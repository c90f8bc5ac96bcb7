use actix::prelude::*;
use std::sync::Arc;
use std::time::Duration;

use crate::actors::core::HealthStatus;
use crate::messaging::{MessageDispatcher, QueueConsumer, QueueKind, RedpandaPublisher};
use crate::metrics::Metrics;

use super::health_monitor::{GetSystemHealth, HealthMonitorActor, UpdateHealth};
use super::queue_listener::QueueListener;

// ============================================================================
// Coordinator Actor - Orchestrates all system actors
// ============================================================================
//
// Responsibilities:
// - Starts the health monitor and one queue listener per inbound topic
// - Reports system health periodically
// - Coordinates graceful shutdown
//
// Actor Hierarchy:
//   CoordinatorActor
//   ├── HealthMonitorActor
//   ├── QueueListener (order-created)
//   ├── QueueListener (payment-payed)
//   └── QueueListener (payment-cancelled)
//
// ============================================================================

const HEALTH_REPORT_INTERVAL: Duration = Duration::from_secs(30);

/// Where and how the listeners consume.
#[derive(Debug, Clone)]
pub struct ListenerSettings {
    pub brokers: String,
    pub group_id: String,
    /// Inbound topic per listener kind
    pub topics: Vec<(QueueKind, String)>,
    pub retry_backoff: Duration,
}

pub struct CoordinatorActor {
    dispatcher: MessageDispatcher,
    settings: ListenerSettings,
    publisher: Arc<RedpandaPublisher>,
    metrics: Arc<Metrics>,
    health_monitor: Option<Addr<HealthMonitorActor>>,
    listeners: Vec<Addr<QueueListener>>,
}

impl CoordinatorActor {
    pub fn new(
        dispatcher: MessageDispatcher,
        settings: ListenerSettings,
        publisher: Arc<RedpandaPublisher>,
        metrics: Arc<Metrics>,
    ) -> Self {
        Self {
            dispatcher,
            settings,
            publisher,
            metrics,
            health_monitor: None,
            listeners: Vec::new(),
        }
    }

    fn start_child_actors(&mut self) {
        tracing::info!("Starting child actors");

        let health_monitor = HealthMonitorActor::new()
            .with_publisher(self.publisher.clone())
            .with_metrics(self.metrics.clone())
            .start();
        self.health_monitor = Some(health_monitor.clone());

        for (kind, topic) in &self.settings.topics {
            let consumer = QueueConsumer::new(
                &self.settings.brokers,
                &self.settings.group_id,
                topic,
                *kind,
                self.dispatcher.clone(),
            )
            .map(|consumer| consumer.with_retry_backoff(self.settings.retry_backoff));

            match consumer {
                Ok(consumer) => {
                    let listener = QueueListener::new(*kind, consumer, health_monitor.clone()).start();
                    self.listeners.push(listener);
                }
                Err(e) => {
                    tracing::error!(topic = %topic, error = %e, "❌ Failed to create queue consumer");
                    health_monitor.do_send(UpdateHealth {
                        component: QueueListener::component_name(*kind),
                        status: HealthStatus::Unhealthy(format!("Consumer not created: {}", e)),
                        details: None,
                    });
                }
            }
        }

        tracing::info!(listeners = self.listeners.len(), "✅ Child actors started");
    }
}

impl Actor for CoordinatorActor {
    type Context = Context<Self>;

    fn started(&mut self, ctx: &mut Self::Context) {
        tracing::info!("🎯 CoordinatorActor started");
        self.start_child_actors();

        // Schedule periodic health reports
        ctx.run_interval(HEALTH_REPORT_INTERVAL, |act, _ctx| {
            if let Some(ref health_monitor) = act.health_monitor {
                let health_monitor = health_monitor.clone();
                actix::spawn(async move {
                    match health_monitor.send(GetSystemHealth).await {
                        Ok(health) => match health.overall_status {
                            HealthStatus::Healthy => {
                                tracing::debug!("System health check: Healthy");
                            }
                            HealthStatus::Degraded(ref msg) => {
                                tracing::warn!("System health check: Degraded - {}", msg);
                            }
                            HealthStatus::Unhealthy(ref msg) => {
                                tracing::error!("System health check: Unhealthy - {}", msg);
                            }
                        },
                        Err(e) => {
                            tracing::error!("Failed to get system health: {}", e);
                        }
                    }
                });
            }
        });
    }

    fn stopped(&mut self, _: &mut Self::Context) {
        tracing::info!("🛑 CoordinatorActor stopped");
    }
}

// ============================================================================
// Messages
// ============================================================================

#[derive(Message)]
#[rtype(result = "()")]
pub struct Shutdown;

impl Handler<Shutdown> for CoordinatorActor {
    type Result = ();

    fn handle(&mut self, _msg: Shutdown, ctx: &mut Self::Context) {
        tracing::info!("Received shutdown signal");

        for listener in self.listeners.drain(..) {
            listener.do_send(StopActor);
        }

        if let Some(health_monitor) = self.health_monitor.take() {
            health_monitor.do_send(StopActor);
        }

        ctx.stop();
    }
}

/// Message to gracefully stop an actor
#[derive(Message)]
#[rtype(result = "()")]
struct StopActor;

impl Handler<StopActor> for QueueListener {
    type Result = ();

    fn handle(&mut self, _: StopActor, ctx: &mut Self::Context) {
        ctx.stop();
    }
}

impl Handler<StopActor> for HealthMonitorActor {
    type Result = ();

    fn handle(&mut self, _: StopActor, ctx: &mut Self::Context) {
        tracing::info!("HealthMonitorActor received stop signal");
        ctx.stop();
    }
}

#[derive(Message)]
#[rtype(result = "Option<Addr<HealthMonitorActor>>")]
pub struct GetHealthMonitor;

impl Handler<GetHealthMonitor> for CoordinatorActor {
    type Result = Option<Addr<HealthMonitorActor>>;

    fn handle(&mut self, _: GetHealthMonitor, _: &mut Self::Context) -> Self::Result {
        self.health_monitor.clone()
    }
}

####################

• **To do**: Through the final line of the listing, beginning at the line that contains "type Result = Option<Addr<HealthMonitorActor>>;", every line is to be set down exactly, with no others.

• **Written solution**:
    type Result = Option<Addr<HealthMonitorActor>>;

    fn handle(&mut self, _: GetHealthMonitor, _: &mut Self::Context) -> Self::Result {
        self.health_monitor.clone()
    }
}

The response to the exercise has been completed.